The Bundesliga is desperately looking for new sources of money!
Transfer fees and salaries are rising to ever more ludicrous spheres. And international competitiveness is increasingly threatened.
However, since the league is sticking to its 50+1 rule, which prevents investors from entering the clubs, part of the silverware is now being offered for sale.
As the “Handelsblatt” reports, the German Football League (DFL) is preparing an auction process in which bidders can acquire a share of the TV rights. These currently amount to around one billion euros per season and are therefore the largest source of income.
With a total value of 15 to 18 billion, the sale of 20 percent would flush three to four billion into the coffers of the clubs.
Only large private equity firms that invest investors’ money in investments can keep up with these sums. The Luxembourg company CVC (including a 60 percent stake in the betting provider Tipico) has already hit the football market in Spain and France.

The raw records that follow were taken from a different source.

mod common;

use common::{FakeApi, FakeLocal, FakeRemote, harness, harness_with};
use slipway::error::DeployError;
use slipway::{Facts, Provisioned, cron};

const DIR: &str = "/home/alice/webapps/supervisor";

#[test]
fn install_records_supervisor_port() {
    let h = harness();

    let facts = h.pipeline.install_supervisor(Facts::default()).unwrap();

    assert_eq!(facts.supervisor_port, Some(31337));
    assert_eq!(facts.app_port, None);
    assert_eq!(h.api.created_app_names(), vec!["supervisor"]);
}

#[test]
fn install_uploads_both_templates() {
    let h = harness();

    h.pipeline.install_supervisor(Facts::default()).unwrap();

    let (conf, mode) = h.remote.file(&format!("{DIR}/supervisord.conf")).unwrap();
    assert!(conf.contains("port=127.0.0.1:31337"));
    assert!(conf.contains("username=alice"));
    assert!(conf.contains("files = /home/alice/webapps/supervisor/conf.d/*.conf"));
    assert_eq!(mode, None);

    let (script, mode) = h.remote.file(&format!("{DIR}/start_supervisor.sh")).unwrap();
    assert!(script.starts_with("#!/bin/sh"));
    assert!(script.contains("/home/alice/.virtualenvs/supervisor/bin/supervisord"));
    assert_eq!(mode, Some(0o750));
}

#[test]
fn install_registers_healthcheck_and_starts() {
    let h = harness();

    h.pipeline.install_supervisor(Facts::default()).unwrap();

    assert!(h
        .remote
        .ran("*/10 * * * * /home/alice/webapps/supervisor/start_supervisor.sh start"));
    assert!(h.remote.ran(&format!("mkdir -p {DIR}/conf.d")));

    let cron = h.remote.position("crontab").unwrap();
    let start = h.remote.position("./start_supervisor.sh start").unwrap();
    assert!(cron < start);
}

#[test]
fn supervisor_package_installed_only_when_missing() {
    let h = harness();
    h.pipeline.install_supervisor(Facts::default()).unwrap();
    assert_eq!(h.remote.count("pip install supervisor"), 1);

    let h = harness_with(
        FakeRemote::new().with_existing("/home/alice/.virtualenvs/supervisor/bin/supervisord"),
        FakeLocal::new(),
        FakeApi::new(),
    );
    h.pipeline.install_supervisor(Facts::default()).unwrap();
    assert!(!h.remote.ran("pip install supervisor"));
}

#[test]
fn failed_start_is_not_fatal() {
    let h = harness_with(
        FakeRemote::new().failing_on("./start_supervisor.sh stop"),
        FakeLocal::new(),
        FakeApi::new(),
    );

    assert!(h.pipeline.install_supervisor(Facts::default()).is_ok());
}

#[test]
fn supervisor_slot_failure_is_fatal() {
    let h = harness_with(
        FakeRemote::new(),
        FakeLocal::new(),
        FakeApi::new().failing_create("supervisor"),
    );

    let err = h.pipeline.install_supervisor(Facts::default()).unwrap_err();

    assert!(matches!(err, DeployError::Fault { .. }));
    assert!(h.remote.commands().is_empty());
}

#[test]
fn cron_install_is_guarded_by_grep() {
    let remote = FakeRemote::new();

    let outcome = cron::install(&remote, "0 1 * * * echo hi").unwrap();

    assert_eq!(outcome, Provisioned::Created(()));
    assert_eq!(
        remote.commands(),
        vec![
            "if crontab -l 2>/dev/null | grep -qxF '0 1 * * * echo hi'; then echo present; \
             else { crontab -l 2>/dev/null; echo '0 1 * * * echo hi'; } | crontab - \
             && echo added; fi"
        ]
    );
}

#[test]
fn cron_line_already_present_is_not_added_again() {
    let remote = FakeRemote::new();

    cron::install(&remote, "0 1 * * * echo hi").unwrap();
    let again = cron::install(&remote, "0 1 * * * echo hi").unwrap();

    assert_eq!(again, Provisioned::Existing(()));
    assert_eq!(remote.crontab(), vec!["0 1 * * * echo hi"]);
}

#[test]
fn unexpected_cron_reply_is_an_error() {
    struct Silent;

    impl slipway::ssh::Remote for Silent {
        fn exec(&self, _command: &str) -> slipway::error::DeployResult<String> {
            Ok(String::new())
        }
        fn exec_interactive(&self, _command: &str) -> slipway::error::DeployResult<()> {
            Ok(())
        }
        fn write_file(
            &self,
            _content: &str,
            _remote_path: &str,
            _mode: Option<u32>,
        ) -> slipway::error::DeployResult<()> {
            Ok(())
        }
        fn put_file(&self, _local: &str, _remote: &str) -> slipway::error::DeployResult<()> {
            Ok(())
        }
    }

    assert!(matches!(
        cron::install(&Silent, "0 1 * * * echo hi"),
        Err(DeployError::SshFailed(_))
    ));
}

#[test]
fn database_dump_line() {
    let s = common::settings("/srv/blog");

    assert_eq!(
        cron::database_dump(&s),
        "0 1 * * * /usr/local/pgsql/bin/pg_dump -Fp -b -U alice blog_db \
         > $HOME/db_backups/blog_db.sql 2>> $HOME/db_backups/cron.log"
    );
}
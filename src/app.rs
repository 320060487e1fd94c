use std::path::Path;

use clap::ValueEnum;

use crate::error::{DeployError, DeployResult};
use crate::pipeline::{Facts, Pipeline};
use crate::report;
use crate::ssh::in_dir;
use crate::template;

/// How much of the project to refresh on reload.
#[derive(Debug, Clone, Copy, Default, PartialEq, Eq, ValueEnum)]
pub enum ReloadMode {
    /// Pull, reinstall requirements, migrate, collect static files.
    #[default]
    Full,
    /// Pull only.
    Quick,
}

impl Pipeline {
    /// Prepare a fresh host: base directories, pip, and
    /// virtualenvwrapper.
    pub fn bootstrap(&self) -> DeployResult<()> {
        let s = &self.settings;
        let home = s.home();

        report::step(&format!("Bootstrapping {}", s.wf_host));
        self.remote
            .exec(&format!("mkdir -p {home}/lib/python{}", s.python_version))?;
        self.remote.exec(&format!("mkdir -p {home}/db_backups"))?;
        self.remote
            .exec_interactive(&format!("easy_install-{} pip", s.python_version))?;
        self.remote
            .exec_interactive("pip install virtualenv virtualenvwrapper")?;
        Ok(())
    }

    /// Install the project: secrets, app slot, supervisor program
    /// entry, checkout, virtualenv, hosting resources, then reload
    /// and restart.
    pub fn install_app(&self, facts: Facts) -> DeployResult<Facts> {
        let s = &self.settings;

        report::step(&format!("Installing {}", s.project_name));
        self.remote
            .exec(&format!("mkdir -p {}/media", s.project_parent_dir))?;
        self.upload_secrets()?;

        let port = self.ensure_primary_app(&s.project_name)?;
        let facts = facts.with_app_port(port);

        self.upload_app_config(port)?;
        self.clone_if_absent()?;
        self.ensure_virtualenv(&s.project_name)?;

        let outcome = self.configure(&s.project_name)?;
        if outcome.has_failures() {
            report::warn("Continuing with some resources unprovisioned");
        }

        self.reload_app(ReloadMode::Full)?;
        self.restart_app()?;
        Ok(facts)
    }

    /// Copy `secrets.json` from the local project directory next to
    /// the checkout, keeping its permissions.
    pub fn upload_secrets(&self) -> DeployResult<()> {
        let s = &self.settings;
        let local = format!("{}/secrets.json", s.local_project_dir);

        if !Path::new(&local).exists() {
            return Err(DeployError::FileNotFound(local));
        }

        self.remote
            .put_file(&local, &format!("{}/secrets.json", s.project_parent_dir))?;
        report::success("Secrets uploaded");
        Ok(())
    }

    /// Render the project's supervisor program entry for `port`
    /// and write it into `conf.d`.
    pub fn upload_app_config(&self, port: u16) -> DeployResult<()> {
        let s = &self.settings;
        let content = template::render_named(
            s,
            template::GUNICORN_CONF,
            &template::gunicorn_vars(s, port),
        )?;
        self.remote.write_file(
            &content,
            &format!("{}/conf.d/{}.conf", s.supervisor_dir(), s.project_name),
            None,
        )
    }

    /// Clone the repository into `project_dir` unless that directory
    /// exists. Returns whether a clone happened.
    pub fn clone_if_absent(&self) -> DeployResult<bool> {
        let s = &self.settings;

        if self.remote.exists(&s.project_dir)? {
            report::step(&format!("{} already checked out", s.project_dir));
            return Ok(false);
        }

        report::step(&format!("Cloning {}", s.repository));
        self.remote.exec_interactive(&in_dir(
            &s.project_parent_dir,
            &format!("git clone {} {}", s.repository, s.project_dir),
        ))?;
        Ok(true)
    }

    /// Pull the latest code and restart. A full reload also
    /// reinstalls requirements, migrates, and collects static files.
    pub fn reload_app(&self, mode: ReloadMode) -> DeployResult<()> {
        let s = &self.settings;
        let project = &s.project_name;

        report::step(&format!("Pulling {project}"));
        self.remote
            .exec_interactive(&in_dir(&s.project_dir, "git pull"))?;

        if mode == ReloadMode::Full {
            self.ve_run(
                project,
                &s.project_dir,
                "pip install -r requirements/production.txt",
            )?;
            self.ve_run(
                project,
                &s.project_django_dir,
                &format!(
                    "python manage.py migrate --settings={}",
                    s.project_settings_module
                ),
            )?;
            self.ve_run(
                project,
                &s.project_django_dir,
                &format!(
                    "python manage.py collectstatic --noinput --settings={}",
                    s.project_settings_module
                ),
            )?;
        }

        self.restart_app()
    }

    pub fn restart_apache(&self) -> DeployResult<()> {
        report::step("Restarting Apache");
        self.remote
            .exec_interactive(&in_dir(&self.settings.apache_dir, "./restart"))
    }
}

The Spanish “La Liga” sold 11 percent of its rights for 50 years for 2.67 billion euros a year ago. Problem: The big clubs Real and Barcelona have not signed the deal. The league is divided.
The French “Ligue 1” sold 13 percent of CVC for 1.6 billion in March. The distribution key is questionable: PSG, already owned by the filthy rich ruling family of Qatar, should get 200 million euros. Lyon and Marseille 100, a group around Nice and Monaco 87 and the rest only 36 million each.
The Italian “Serie A” has refused to sell its rights.
Prognosis for Germany: The Bundesliga is finally faced with the decision of whether to play along with the total commercialization of European football – or choose a “German way” that could end in provincialization.